## [DIRECTIONS]
Every record below is to be restated word for word.
————
//! # Edge graph
//!
//! Undirected graph of string-labelled nodes using petgraph, plus the
//! display-only weight map filled by the parser.

use std::collections::HashMap;

use petgraph::graph::{EdgeIndex, GraphError, NodeIndex, UnGraph};
use petgraph::visit::EdgeRef;

/// Node label as typed by the user.
pub type NodeLabel = String;

/// Edge payload: the weight is optional, unweighted edges count as 1 in
/// weighted algorithms.
#[derive(Debug, Clone, Copy, PartialEq, Default)]
pub struct EdgeData {
    pub weight: Option<f64>,
}

impl EdgeData {
    /// Weight used by shortest-path and spanning-tree algorithms.
    #[must_use]
    pub fn cost(&self) -> f64 {
        self.weight.unwrap_or(DEFAULT_WEIGHT)
    }
}

/// Weight assumed for edges typed without one.
pub const DEFAULT_WEIGHT: f64 = 1.0;

/// Undirected graph wrapping petgraph's `UnGraph`.
///
/// Adding an edge between two labels that are already connected updates the
/// existing edge instead of creating a parallel one.
#[derive(Debug, Clone, Default)]
pub struct EdgeGraph {
    graph: UnGraph<NodeLabel, EdgeData>,
    node_map: HashMap<NodeLabel, NodeIndex>,
}

impl EdgeGraph {
    /// Create a new empty graph.
    ///
    /// # Examples
    ///
    /// ```
    /// use edgeviz_graph::model::EdgeGraph;
    ///
    /// let graph = EdgeGraph::new();
    /// assert_eq!(graph.node_count(), 0);
    /// ```
    #[must_use]
    pub fn new() -> Self {
        Self::default()
    }

    /// Remove every node and edge.
    pub fn clear(&mut self) {
        self.graph.clear();
        self.node_map.clear();
    }

    /// Add a node if it is not present yet, returning its index.
    ///
    /// # Errors
    ///
    /// Returns the petgraph error when the node index space is exhausted.
    pub fn ensure_node(&mut self, label: &str) -> Result<NodeIndex, GraphError> {
        if let Some(index) = self.node_map.get(label) {
            return Ok(*index);
        }
        let index = self.graph.try_add_node(label.to_string())?;
        self.node_map.insert(label.to_string(), index);
        Ok(index)
    }

    /// Add an edge between two labels, creating missing nodes.
    ///
    /// A weighted re-add overwrites the stored weight; an unweighted re-add
    /// keeps it.
    ///
    /// # Errors
    ///
    /// Returns the petgraph error when node or edge index space is exhausted.
    ///
    /// # Examples
    ///
    /// ```
    /// use edgeviz_graph::model::EdgeGraph;
    ///
    /// let mut graph = EdgeGraph::new();
    /// graph.add_edge("A", "B", Some(2.0)).unwrap();
    /// graph.add_edge("B", "A", None).unwrap();
    /// assert_eq!(graph.edge_count(), 1);
    /// assert_eq!(graph.weight_between("A", "B"), Some(Some(2.0)));
    /// ```
    pub fn add_edge(
        &mut self,
        from: &str,
        to: &str,
        weight: Option<f64>,
    ) -> Result<EdgeIndex, GraphError> {
        let a = self.ensure_node(from)?;
        let b = self.ensure_node(to)?;

        if let Some(existing) = self.graph.find_edge(a, b) {
            if let (Some(data), Some(w)) = (self.graph.edge_weight_mut(existing), weight) {
                data.weight = Some(w);
            }
            return Ok(existing);
        }

        self.graph.try_add_edge(a, b, EdgeData { weight })
    }

    #[must_use]
    pub fn contains(&self, label: &str) -> bool {
        self.node_map.contains_key(label)
    }

    #[must_use]
    pub fn index_of(&self, label: &str) -> Option<NodeIndex> {
        self.node_map.get(label).copied()
    }

    #[must_use]
    pub fn label_of(&self, index: NodeIndex) -> Option<&NodeLabel> {
        self.graph.node_weight(index)
    }

    #[must_use]
    pub fn node_count(&self) -> usize {
        self.graph.node_count()
    }

    #[must_use]
    pub fn edge_count(&self) -> usize {
        self.graph.edge_count()
    }

    #[must_use]
    pub fn is_empty(&self) -> bool {
        self.graph.node_count() == 0
    }

    /// Node labels in insertion order.
    pub fn nodes(&self) -> impl Iterator<Item = &NodeLabel> {
        self.graph.node_weights()
    }

    /// Edges as `(from, to, data)` in insertion order.
    pub fn edges(&self) -> impl Iterator<Item = (&NodeLabel, &NodeLabel, &EdgeData)> {
        self.graph.edge_references().filter_map(move |edge| {
            let from = self.graph.node_weight(edge.source())?;
            let to = self.graph.node_weight(edge.target())?;
            Some((from, to, edge.weight()))
        })
    }

    /// Stored weight of the edge between two labels.
    ///
    /// Outer `None`: no such edge. Inner `None`: edge typed without a weight.
    #[must_use]
    pub fn weight_between(&self, from: &str, to: &str) -> Option<Option<f64>> {
        let a = self.index_of(from)?;
        let b = self.index_of(to)?;
        let edge = self.graph.find_edge(a, b)?;
        self.graph.edge_weight(edge).map(|data| data.weight)
    }

    /// Borrow the underlying petgraph graph for algorithm calls.
    #[must_use]
    pub const fn inner(&self) -> &UnGraph<NodeLabel, EdgeData> {
        &self.graph
    }
}

/// Weight labels keyed by the ordered pair exactly as typed.
#[derive(Debug, Clone, Default, PartialEq)]
pub struct EdgeWeightMap {
    entries: Vec<((NodeLabel, NodeLabel), f64)>,
}

impl EdgeWeightMap {
    #[must_use]
    pub fn new() -> Self {
        Self::default()
    }

    pub fn clear(&mut self) {
        self.entries.clear();
    }

    /// Record a weight, replacing an earlier entry for the same ordered pair.
    pub fn insert(&mut self, from: &str, to: &str, weight: f64) {
        match self
            .entries
            .iter_mut()
            .find(|((u, v), _)| u == from && v == to)
        {
            Some(entry) => entry.1 = weight,
            None => self
                .entries
                .push(((from.to_string(), to.to_string()), weight)),
        }
    }

    #[must_use]
    pub fn get(&self, from: &str, to: &str) -> Option<f64> {
        self.entries
            .iter()
            .find(|((u, v), _)| u == from && v == to)
            .map(|(_, w)| *w)
    }

    pub fn iter(&self) -> impl Iterator<Item = (&str, &str, f64)> {
        self.entries
            .iter()
            .map(|((u, v), w)| (u.as_str(), v.as_str(), *w))
    }

    #[must_use]
    pub fn len(&self) -> usize {
        self.entries.len()
    }

    #[must_use]
    pub fn is_empty(&self) -> bool {
        self.entries.is_empty()
    }
}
————
## [SOLUTION BELOW]
//! # Edge graph
//!
//! Undirected graph of string-labelled nodes using petgraph, plus the
//! display-only weight map filled by the parser.

use std::collections::HashMap;

use petgraph::graph::{EdgeIndex, GraphError, NodeIndex, UnGraph};
use petgraph::visit::EdgeRef;

/// Node label as typed by the user.
pub type NodeLabel = String;

/// Edge payload: the weight is optional, unweighted edges count as 1 in
/// weighted algorithms.
#[derive(Debug, Clone, Copy, PartialEq, Default)]
pub struct EdgeData {
    pub weight: Option<f64>,
}

impl EdgeData {
    /// Weight used by shortest-path and spanning-tree algorithms.
    #[must_use]
    pub fn cost(&self) -> f64 {
        self.weight.unwrap_or(DEFAULT_WEIGHT)
    }
}

/// Weight assumed for edges typed without one.
pub const DEFAULT_WEIGHT: f64 = 1.0;

/// Undirected graph wrapping petgraph's `UnGraph`.
///
/// Adding an edge between two labels that are already connected updates the
/// existing edge instead of creating a parallel one.
#[derive(Debug, Clone, Default)]
pub struct EdgeGraph {
    graph: UnGraph<NodeLabel, EdgeData>,
    node_map: HashMap<NodeLabel, NodeIndex>,
}

impl EdgeGraph {
    /// Create a new empty graph.
    ///
    /// # Examples
    ///
    /// ```
    /// use edgeviz_graph::model::EdgeGraph;
    ///
    /// let graph = EdgeGraph::new();
    /// assert_eq!(graph.node_count(), 0);
    /// ```
    #[must_use]
    pub fn new() -> Self {
        Self::default()
    }

    /// Remove every node and edge.
    pub fn clear(&mut self) {
        self.graph.clear();
        self.node_map.clear();
    }

    /// Add a node if it is not present yet, returning its index.
    ///
    /// # Errors
    ///
    /// Returns the petgraph error when the node index space is exhausted.
    pub fn ensure_node(&mut self, label: &str) -> Result<NodeIndex, GraphError> {
        if let Some(index) = self.node_map.get(label) {
            return Ok(*index);
        }
        let index = self.graph.try_add_node(label.to_string())?;
        self.node_map.insert(label.to_string(), index);
        Ok(index)
    }

    /// Add an edge between two labels, creating missing nodes.
    ///
    /// A weighted re-add overwrites the stored weight; an unweighted re-add
    /// keeps it.
    ///
    /// # Errors
    ///
    /// Returns the petgraph error when node or edge index space is exhausted.
    ///
    /// # Examples
    ///
    /// ```
    /// use edgeviz_graph::model::EdgeGraph;
    ///
    /// let mut graph = EdgeGraph::new();
    /// graph.add_edge("A", "B", Some(2.0)).unwrap();
    /// graph.add_edge("B", "A", None).unwrap();
    /// assert_eq!(graph.edge_count(), 1);
    /// assert_eq!(graph.weight_between("A", "B"), Some(Some(2.0)));
    /// ```
    pub fn add_edge(
        &mut self,
        from: &str,
        to: &str,
        weight: Option<f64>,
    ) -> Result<EdgeIndex, GraphError> {
        let a = self.ensure_node(from)?;
        let b = self.ensure_node(to)?;

        if let Some(existing) = self.graph.find_edge(a, b) {
            if let (Some(data), Some(w)) = (self.graph.edge_weight_mut(existing), weight) {
                data.weight = Some(w);
            }
            return Ok(existing);
        }

        self.graph.try_add_edge(a, b, EdgeData { weight })
    }

    #[must_use]
    pub fn contains(&self, label: &str) -> bool {
        self.node_map.contains_key(label)
    }

    #[must_use]
    pub fn index_of(&self, label: &str) -> Option<NodeIndex> {
        self.node_map.get(label).copied()
    }

    #[must_use]
    pub fn label_of(&self, index: NodeIndex) -> Option<&NodeLabel> {
        self.graph.node_weight(index)
    }

    #[must_use]
    pub fn node_count(&self) -> usize {
        self.graph.node_count()
    }

    #[must_use]
    pub fn edge_count(&self) -> usize {
        self.graph.edge_count()
    }

    #[must_use]
    pub fn is_empty(&self) -> bool {
        self.graph.node_count() == 0
    }

    /// Node labels in insertion order.
    pub fn nodes(&self) -> impl Iterator<Item = &NodeLabel> {
        self.graph.node_weights()
    }

    /// Edges as `(from, to, data)` in insertion order.
    pub fn edges(&self) -> impl Iterator<Item = (&NodeLabel, &NodeLabel, &EdgeData)> {
        self.graph.edge_references().filter_map(move |edge| {
            let from = self.graph.node_weight(edge.source())?;
            let to = self.graph.node_weight(edge.target())?;
            Some((from, to, edge.weight()))
        })
    }

    /// Stored weight of the edge between two labels.
    ///
    /// Outer `None`: no such edge. Inner `None`: edge typed without a weight.
    #[must_use]
    pub fn weight_between(&self, from: &str, to: &str) -> Option<Option<f64>> {
        let a = self.index_of(from)?;
        let b = self.index_of(to)?;
        let edge = self.graph.find_edge(a, b)?;
        self.graph.edge_weight(edge).map(|data| data.weight)
    }

    /// Borrow the underlying petgraph graph for algorithm calls.
    #[must_use]
    pub const fn inner(&self) -> &UnGraph<NodeLabel, EdgeData> {
        &self.graph
    }
}

/// Weight labels keyed by the ordered pair exactly as typed.
#[derive(Debug, Clone, Default, PartialEq)]
pub struct EdgeWeightMap {
    entries: Vec<((NodeLabel, NodeLabel), f64)>,
}

impl EdgeWeightMap {
    #[must_use]
    pub fn new() -> Self {
        Self::default()
    }

    pub fn clear(&mut self) {
        self.entries.clear();
    }

    /// Record a weight, replacing an earlier entry for the same ordered pair.
    pub fn insert(&mut self, from: &str, to: &str, weight: f64) {
        match self
            .entries
            .iter_mut()
            .find(|((u, v), _)| u == from && v == to)
        {
            Some(entry) => entry.1 = weight,
            None => self
                .entries
                .push(((from.to_string(), to.to_string()), weight)),
        }
    }

    #[must_use]
    pub fn get(&self, from: &str, to: &str) -> Option<f64> {
        self.entries
            .iter()
            .find(|((u, v), _)| u == from && v == to)
            .map(|(_, w)| *w)
    }

    pub fn iter(&self) -> impl Iterator<Item = (&str, &str, f64)> {
        self.entries
            .iter()
            .map(|((u, v), w)| (u.as_str(), v.as_str(), *w))
    }

    #[must_use]
    pub fn len(&self) -> usize {
        self.entries.len()
    }

    #[must_use]
    pub fn is_empty(&self) -> bool {
        self.entries.is_empty()
    }
}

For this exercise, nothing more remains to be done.